Data supplied:
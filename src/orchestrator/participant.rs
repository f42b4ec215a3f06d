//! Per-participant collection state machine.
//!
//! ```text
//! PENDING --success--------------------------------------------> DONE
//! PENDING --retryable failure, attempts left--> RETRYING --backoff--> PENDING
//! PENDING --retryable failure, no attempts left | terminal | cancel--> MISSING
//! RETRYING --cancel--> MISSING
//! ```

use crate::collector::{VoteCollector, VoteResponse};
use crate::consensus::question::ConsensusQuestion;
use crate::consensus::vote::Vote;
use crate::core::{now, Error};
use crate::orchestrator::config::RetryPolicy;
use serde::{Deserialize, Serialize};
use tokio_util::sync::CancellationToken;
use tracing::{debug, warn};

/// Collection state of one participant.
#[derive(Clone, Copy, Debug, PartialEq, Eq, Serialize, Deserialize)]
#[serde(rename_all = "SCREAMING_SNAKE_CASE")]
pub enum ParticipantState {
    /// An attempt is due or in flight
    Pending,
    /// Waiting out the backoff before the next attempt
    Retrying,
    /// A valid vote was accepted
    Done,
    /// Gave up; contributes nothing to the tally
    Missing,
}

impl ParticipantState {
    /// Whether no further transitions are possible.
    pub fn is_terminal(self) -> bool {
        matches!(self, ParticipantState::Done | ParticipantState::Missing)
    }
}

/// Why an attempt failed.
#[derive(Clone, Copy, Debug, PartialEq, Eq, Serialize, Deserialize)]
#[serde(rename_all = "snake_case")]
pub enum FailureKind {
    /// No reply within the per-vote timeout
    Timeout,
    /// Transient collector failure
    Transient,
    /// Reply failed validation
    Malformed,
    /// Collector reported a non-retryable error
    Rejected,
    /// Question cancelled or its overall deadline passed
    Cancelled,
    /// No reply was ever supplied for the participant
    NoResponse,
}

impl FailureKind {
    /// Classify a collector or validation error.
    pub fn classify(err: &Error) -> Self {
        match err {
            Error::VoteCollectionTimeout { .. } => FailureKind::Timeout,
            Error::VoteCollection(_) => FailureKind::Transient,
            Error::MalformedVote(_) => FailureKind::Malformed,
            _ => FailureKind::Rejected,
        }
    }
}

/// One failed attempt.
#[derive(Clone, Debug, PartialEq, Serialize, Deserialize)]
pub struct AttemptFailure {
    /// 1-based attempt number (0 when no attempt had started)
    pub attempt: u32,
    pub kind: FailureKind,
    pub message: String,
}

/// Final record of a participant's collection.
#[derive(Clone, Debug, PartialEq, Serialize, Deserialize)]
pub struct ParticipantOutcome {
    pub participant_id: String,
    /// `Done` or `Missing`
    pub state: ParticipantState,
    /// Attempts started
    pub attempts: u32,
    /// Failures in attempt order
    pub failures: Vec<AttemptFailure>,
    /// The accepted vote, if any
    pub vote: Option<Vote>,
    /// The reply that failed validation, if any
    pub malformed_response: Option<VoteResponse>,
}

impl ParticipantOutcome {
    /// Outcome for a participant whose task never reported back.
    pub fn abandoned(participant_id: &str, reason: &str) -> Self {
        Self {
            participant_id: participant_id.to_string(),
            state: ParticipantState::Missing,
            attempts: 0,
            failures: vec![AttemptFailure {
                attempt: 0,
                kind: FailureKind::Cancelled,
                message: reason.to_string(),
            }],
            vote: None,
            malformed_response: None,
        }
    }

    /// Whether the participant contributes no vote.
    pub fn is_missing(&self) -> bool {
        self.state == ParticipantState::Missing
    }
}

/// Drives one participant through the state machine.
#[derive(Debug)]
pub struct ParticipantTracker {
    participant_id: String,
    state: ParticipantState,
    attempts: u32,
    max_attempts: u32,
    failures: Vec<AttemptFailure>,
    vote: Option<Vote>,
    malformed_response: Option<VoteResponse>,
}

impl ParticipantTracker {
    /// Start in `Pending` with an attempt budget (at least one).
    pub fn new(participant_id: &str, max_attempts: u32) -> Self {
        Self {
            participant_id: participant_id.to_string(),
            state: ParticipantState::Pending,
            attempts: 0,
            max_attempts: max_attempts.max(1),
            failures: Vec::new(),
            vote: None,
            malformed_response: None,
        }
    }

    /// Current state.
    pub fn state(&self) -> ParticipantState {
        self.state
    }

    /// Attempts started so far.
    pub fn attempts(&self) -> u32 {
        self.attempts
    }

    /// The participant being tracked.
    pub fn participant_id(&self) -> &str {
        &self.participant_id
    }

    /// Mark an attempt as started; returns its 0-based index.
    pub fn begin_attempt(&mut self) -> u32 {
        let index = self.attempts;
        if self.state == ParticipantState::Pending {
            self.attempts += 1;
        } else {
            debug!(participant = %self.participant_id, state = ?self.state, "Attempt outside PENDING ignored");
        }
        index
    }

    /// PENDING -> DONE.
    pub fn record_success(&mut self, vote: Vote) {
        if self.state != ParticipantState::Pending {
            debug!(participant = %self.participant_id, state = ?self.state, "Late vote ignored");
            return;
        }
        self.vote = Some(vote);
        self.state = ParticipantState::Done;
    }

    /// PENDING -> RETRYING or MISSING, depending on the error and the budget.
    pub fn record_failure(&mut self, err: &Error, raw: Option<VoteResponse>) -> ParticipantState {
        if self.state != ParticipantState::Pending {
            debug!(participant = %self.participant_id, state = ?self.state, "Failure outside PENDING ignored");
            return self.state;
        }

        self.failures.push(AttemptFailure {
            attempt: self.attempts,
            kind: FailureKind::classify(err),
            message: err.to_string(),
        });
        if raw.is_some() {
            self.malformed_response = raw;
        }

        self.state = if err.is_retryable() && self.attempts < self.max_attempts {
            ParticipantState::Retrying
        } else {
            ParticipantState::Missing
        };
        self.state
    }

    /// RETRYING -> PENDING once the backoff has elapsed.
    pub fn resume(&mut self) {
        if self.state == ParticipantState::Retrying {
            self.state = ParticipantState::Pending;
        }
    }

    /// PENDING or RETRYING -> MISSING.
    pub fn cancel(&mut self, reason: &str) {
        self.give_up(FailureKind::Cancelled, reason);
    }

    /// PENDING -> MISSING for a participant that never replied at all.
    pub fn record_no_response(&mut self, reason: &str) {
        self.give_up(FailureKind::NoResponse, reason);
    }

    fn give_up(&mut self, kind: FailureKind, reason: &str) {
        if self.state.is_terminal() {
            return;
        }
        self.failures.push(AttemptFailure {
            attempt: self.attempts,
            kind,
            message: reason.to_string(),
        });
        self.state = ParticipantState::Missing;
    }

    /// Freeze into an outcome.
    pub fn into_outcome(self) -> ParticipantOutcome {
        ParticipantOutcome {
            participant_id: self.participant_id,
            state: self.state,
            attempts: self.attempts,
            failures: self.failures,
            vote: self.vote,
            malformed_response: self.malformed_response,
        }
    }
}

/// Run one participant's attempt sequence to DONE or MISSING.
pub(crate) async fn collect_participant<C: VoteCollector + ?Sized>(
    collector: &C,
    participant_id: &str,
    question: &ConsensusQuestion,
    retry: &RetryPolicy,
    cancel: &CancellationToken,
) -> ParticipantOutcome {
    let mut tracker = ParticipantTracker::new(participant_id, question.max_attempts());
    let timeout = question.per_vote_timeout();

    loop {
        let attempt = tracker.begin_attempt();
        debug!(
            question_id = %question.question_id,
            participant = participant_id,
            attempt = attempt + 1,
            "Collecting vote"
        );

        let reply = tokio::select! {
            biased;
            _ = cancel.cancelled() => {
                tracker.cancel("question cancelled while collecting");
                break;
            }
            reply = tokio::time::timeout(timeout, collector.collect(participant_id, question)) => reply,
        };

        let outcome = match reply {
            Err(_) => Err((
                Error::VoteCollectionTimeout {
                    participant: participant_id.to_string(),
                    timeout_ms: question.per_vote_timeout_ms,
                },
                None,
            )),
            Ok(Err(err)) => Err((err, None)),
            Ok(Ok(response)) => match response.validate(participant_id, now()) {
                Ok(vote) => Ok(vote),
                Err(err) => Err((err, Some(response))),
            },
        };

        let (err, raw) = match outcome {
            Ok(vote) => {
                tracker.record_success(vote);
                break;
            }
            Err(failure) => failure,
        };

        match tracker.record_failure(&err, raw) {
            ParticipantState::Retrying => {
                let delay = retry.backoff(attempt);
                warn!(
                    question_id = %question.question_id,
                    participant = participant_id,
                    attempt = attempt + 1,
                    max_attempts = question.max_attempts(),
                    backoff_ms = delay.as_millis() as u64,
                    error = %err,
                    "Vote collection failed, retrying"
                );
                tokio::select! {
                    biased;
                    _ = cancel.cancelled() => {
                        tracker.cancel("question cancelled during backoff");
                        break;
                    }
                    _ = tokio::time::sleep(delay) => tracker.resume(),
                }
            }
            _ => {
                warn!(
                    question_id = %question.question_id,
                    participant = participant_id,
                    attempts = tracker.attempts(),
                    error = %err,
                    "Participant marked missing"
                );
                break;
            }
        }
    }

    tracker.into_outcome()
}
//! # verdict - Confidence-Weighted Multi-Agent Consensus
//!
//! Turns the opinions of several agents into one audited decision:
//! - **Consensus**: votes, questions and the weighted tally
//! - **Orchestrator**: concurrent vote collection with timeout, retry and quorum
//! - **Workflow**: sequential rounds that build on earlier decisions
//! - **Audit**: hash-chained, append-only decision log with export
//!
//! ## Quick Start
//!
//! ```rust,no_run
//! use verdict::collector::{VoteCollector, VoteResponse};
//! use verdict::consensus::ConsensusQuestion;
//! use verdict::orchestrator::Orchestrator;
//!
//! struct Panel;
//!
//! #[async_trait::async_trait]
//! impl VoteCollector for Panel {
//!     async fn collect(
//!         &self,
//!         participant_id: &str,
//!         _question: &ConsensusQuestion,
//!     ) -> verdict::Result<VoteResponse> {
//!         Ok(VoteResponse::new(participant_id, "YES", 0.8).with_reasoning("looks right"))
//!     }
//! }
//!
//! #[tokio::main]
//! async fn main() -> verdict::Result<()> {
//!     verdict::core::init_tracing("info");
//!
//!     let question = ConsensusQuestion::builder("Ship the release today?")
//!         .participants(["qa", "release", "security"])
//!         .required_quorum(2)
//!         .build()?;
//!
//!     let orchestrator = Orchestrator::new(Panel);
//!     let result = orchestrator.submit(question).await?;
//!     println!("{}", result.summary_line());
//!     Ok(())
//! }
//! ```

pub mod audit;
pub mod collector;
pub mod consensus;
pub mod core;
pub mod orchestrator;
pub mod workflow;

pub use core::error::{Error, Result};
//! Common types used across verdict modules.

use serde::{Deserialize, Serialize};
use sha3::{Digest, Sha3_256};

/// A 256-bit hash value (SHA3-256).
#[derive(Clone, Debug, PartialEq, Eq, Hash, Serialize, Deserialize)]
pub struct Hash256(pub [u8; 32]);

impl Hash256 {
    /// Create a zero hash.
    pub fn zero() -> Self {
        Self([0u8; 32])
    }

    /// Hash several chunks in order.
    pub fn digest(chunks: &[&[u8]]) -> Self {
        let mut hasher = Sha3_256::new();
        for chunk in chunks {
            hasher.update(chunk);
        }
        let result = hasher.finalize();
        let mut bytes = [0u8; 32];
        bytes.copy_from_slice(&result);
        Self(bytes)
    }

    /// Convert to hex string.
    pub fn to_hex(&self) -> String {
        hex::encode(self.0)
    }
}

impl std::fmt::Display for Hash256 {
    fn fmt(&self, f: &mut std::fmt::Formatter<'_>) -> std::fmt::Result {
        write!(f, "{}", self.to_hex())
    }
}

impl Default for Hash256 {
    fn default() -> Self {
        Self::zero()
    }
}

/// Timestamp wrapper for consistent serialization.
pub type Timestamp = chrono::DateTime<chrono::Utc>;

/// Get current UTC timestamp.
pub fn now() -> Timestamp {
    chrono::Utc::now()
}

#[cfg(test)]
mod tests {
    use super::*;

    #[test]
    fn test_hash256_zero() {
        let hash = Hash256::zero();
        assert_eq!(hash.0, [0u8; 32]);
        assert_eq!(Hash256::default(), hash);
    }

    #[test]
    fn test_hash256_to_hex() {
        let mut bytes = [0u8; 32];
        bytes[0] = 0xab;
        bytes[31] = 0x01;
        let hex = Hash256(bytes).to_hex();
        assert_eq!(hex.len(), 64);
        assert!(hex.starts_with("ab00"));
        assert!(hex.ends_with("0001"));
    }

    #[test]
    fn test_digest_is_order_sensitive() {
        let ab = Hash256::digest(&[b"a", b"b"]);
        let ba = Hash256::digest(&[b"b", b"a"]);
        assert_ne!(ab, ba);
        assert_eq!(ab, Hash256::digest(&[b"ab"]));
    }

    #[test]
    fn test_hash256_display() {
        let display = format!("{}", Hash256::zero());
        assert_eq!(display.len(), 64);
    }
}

--

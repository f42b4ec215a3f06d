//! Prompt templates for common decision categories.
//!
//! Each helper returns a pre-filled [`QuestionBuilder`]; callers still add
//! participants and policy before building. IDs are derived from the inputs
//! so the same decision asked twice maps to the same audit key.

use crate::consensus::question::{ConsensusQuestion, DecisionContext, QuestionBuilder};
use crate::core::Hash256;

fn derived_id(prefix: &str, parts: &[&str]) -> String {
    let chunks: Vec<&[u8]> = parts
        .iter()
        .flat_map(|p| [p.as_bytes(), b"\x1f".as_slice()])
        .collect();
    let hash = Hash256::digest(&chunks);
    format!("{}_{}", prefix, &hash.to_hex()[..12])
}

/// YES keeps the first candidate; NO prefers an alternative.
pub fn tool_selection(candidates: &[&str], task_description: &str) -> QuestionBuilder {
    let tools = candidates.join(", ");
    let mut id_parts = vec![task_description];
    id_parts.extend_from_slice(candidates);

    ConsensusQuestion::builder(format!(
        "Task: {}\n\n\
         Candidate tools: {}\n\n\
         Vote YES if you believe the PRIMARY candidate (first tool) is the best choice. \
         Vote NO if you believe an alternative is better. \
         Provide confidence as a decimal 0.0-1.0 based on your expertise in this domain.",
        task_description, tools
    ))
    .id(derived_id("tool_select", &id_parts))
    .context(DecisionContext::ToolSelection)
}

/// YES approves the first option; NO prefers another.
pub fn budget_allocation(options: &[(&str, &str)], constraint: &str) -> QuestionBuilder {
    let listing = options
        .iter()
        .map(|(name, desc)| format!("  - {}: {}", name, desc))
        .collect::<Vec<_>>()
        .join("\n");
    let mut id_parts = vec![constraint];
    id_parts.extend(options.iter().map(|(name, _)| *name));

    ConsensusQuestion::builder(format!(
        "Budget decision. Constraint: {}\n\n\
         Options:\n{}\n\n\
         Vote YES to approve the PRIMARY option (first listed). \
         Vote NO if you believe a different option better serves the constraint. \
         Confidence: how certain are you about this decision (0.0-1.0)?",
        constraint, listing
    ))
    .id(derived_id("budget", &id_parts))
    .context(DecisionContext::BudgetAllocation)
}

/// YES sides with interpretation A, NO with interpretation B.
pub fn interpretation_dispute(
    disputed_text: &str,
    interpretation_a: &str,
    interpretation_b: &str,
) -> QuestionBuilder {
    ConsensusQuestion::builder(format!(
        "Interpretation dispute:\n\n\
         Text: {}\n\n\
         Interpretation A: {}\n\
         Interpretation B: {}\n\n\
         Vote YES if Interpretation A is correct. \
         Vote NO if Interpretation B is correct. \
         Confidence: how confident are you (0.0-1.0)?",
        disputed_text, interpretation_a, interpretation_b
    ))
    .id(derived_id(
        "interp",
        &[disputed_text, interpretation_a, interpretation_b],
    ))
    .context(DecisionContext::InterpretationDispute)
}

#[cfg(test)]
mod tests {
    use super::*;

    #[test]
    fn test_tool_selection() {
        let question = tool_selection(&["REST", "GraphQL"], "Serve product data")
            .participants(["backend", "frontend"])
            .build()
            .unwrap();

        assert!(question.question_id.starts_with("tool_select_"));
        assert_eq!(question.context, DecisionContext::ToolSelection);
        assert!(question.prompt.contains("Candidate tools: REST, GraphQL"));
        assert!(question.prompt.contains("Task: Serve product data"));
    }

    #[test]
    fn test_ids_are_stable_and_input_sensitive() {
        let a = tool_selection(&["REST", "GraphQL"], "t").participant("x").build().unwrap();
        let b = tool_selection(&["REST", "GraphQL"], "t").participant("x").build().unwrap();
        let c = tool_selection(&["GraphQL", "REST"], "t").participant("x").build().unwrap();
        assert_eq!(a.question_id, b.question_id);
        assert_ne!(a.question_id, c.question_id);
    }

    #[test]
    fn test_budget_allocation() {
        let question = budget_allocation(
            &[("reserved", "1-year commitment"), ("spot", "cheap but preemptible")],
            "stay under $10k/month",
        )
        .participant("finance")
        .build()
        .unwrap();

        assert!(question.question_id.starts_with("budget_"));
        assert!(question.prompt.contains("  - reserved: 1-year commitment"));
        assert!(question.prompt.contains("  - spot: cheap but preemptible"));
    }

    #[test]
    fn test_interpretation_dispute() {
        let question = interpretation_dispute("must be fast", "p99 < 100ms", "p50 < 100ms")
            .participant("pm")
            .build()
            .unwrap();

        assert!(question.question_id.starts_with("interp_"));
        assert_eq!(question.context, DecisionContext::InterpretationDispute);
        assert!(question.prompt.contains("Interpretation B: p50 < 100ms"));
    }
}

---

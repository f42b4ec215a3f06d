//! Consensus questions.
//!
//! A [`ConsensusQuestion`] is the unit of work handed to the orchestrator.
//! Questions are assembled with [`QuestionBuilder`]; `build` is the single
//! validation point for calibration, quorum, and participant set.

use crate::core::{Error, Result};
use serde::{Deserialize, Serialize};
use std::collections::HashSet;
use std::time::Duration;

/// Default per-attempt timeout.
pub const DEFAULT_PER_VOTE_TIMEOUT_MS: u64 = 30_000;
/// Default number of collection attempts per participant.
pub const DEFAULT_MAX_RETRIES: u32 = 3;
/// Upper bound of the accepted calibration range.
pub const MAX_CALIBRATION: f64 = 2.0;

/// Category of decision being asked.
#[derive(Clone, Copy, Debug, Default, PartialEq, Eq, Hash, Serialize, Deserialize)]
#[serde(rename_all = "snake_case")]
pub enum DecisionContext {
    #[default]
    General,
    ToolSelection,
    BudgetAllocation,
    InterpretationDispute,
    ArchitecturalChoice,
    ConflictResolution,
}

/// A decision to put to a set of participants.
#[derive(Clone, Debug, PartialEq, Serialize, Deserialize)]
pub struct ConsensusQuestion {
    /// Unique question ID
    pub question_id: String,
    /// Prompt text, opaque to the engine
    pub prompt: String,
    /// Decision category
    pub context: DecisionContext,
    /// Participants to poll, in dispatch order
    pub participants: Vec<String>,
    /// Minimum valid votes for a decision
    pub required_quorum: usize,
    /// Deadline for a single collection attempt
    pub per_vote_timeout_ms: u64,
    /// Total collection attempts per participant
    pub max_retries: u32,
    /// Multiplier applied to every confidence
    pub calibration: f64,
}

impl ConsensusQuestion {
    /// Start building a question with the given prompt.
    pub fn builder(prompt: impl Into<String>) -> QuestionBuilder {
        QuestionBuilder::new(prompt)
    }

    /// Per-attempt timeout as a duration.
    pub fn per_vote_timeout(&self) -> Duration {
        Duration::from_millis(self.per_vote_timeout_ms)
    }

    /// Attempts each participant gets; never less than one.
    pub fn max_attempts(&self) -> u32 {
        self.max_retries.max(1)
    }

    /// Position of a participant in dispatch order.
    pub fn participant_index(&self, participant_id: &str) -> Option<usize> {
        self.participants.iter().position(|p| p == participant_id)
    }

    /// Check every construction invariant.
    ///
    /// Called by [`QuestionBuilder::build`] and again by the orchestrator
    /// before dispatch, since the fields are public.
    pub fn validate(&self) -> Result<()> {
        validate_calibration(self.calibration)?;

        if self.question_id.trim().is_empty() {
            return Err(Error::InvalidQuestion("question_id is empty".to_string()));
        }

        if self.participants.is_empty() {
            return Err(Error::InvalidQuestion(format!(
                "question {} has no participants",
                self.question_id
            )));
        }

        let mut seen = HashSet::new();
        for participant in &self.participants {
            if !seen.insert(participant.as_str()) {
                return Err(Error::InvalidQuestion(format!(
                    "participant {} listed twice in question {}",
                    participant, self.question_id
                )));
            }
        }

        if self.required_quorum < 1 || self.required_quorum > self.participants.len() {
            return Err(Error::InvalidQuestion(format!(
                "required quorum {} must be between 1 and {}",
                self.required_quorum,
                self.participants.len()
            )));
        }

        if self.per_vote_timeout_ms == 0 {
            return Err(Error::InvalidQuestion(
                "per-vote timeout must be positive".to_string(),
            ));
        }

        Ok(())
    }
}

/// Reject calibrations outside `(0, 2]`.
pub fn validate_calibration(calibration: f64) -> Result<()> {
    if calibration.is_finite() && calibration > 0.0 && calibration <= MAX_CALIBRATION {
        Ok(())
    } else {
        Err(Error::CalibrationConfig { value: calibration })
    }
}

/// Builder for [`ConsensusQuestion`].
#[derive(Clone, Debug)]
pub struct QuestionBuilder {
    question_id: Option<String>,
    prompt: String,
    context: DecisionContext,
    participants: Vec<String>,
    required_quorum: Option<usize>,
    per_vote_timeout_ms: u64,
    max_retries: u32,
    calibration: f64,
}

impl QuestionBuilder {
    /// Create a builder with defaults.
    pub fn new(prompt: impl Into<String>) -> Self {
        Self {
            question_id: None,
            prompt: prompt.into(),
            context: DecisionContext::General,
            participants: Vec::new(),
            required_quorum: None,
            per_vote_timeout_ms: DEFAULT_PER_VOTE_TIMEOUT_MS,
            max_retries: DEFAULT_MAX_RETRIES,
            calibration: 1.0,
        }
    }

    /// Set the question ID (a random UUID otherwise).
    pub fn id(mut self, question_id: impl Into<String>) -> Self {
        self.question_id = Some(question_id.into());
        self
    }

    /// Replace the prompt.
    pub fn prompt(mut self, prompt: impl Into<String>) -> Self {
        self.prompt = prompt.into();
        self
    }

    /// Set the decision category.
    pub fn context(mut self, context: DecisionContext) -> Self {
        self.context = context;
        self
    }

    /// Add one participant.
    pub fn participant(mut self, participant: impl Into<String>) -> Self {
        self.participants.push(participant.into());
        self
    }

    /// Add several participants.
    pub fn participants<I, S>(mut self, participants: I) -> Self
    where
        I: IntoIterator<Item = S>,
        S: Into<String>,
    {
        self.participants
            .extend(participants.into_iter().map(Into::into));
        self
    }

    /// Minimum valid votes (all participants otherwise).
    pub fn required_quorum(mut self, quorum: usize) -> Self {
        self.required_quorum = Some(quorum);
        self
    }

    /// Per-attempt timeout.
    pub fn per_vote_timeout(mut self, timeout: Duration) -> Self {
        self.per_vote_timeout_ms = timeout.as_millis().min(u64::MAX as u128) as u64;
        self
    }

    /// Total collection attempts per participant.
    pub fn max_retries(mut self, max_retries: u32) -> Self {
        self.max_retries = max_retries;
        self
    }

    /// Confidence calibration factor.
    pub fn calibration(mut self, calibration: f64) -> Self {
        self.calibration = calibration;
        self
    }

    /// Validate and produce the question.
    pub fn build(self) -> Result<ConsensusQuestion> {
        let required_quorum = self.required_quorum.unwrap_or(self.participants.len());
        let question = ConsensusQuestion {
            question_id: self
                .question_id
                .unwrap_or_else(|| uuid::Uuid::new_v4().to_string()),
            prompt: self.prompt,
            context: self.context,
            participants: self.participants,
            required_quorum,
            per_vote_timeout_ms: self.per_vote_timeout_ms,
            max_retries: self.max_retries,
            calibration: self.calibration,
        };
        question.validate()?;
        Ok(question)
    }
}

Exercise objective: Each line of the data that contains "product" belongs in the answer.

Your solution:
        let question = tool_selection(&["REST", "GraphQL"], "Serve product data")
        assert!(question.prompt.contains("Task: Serve product data"));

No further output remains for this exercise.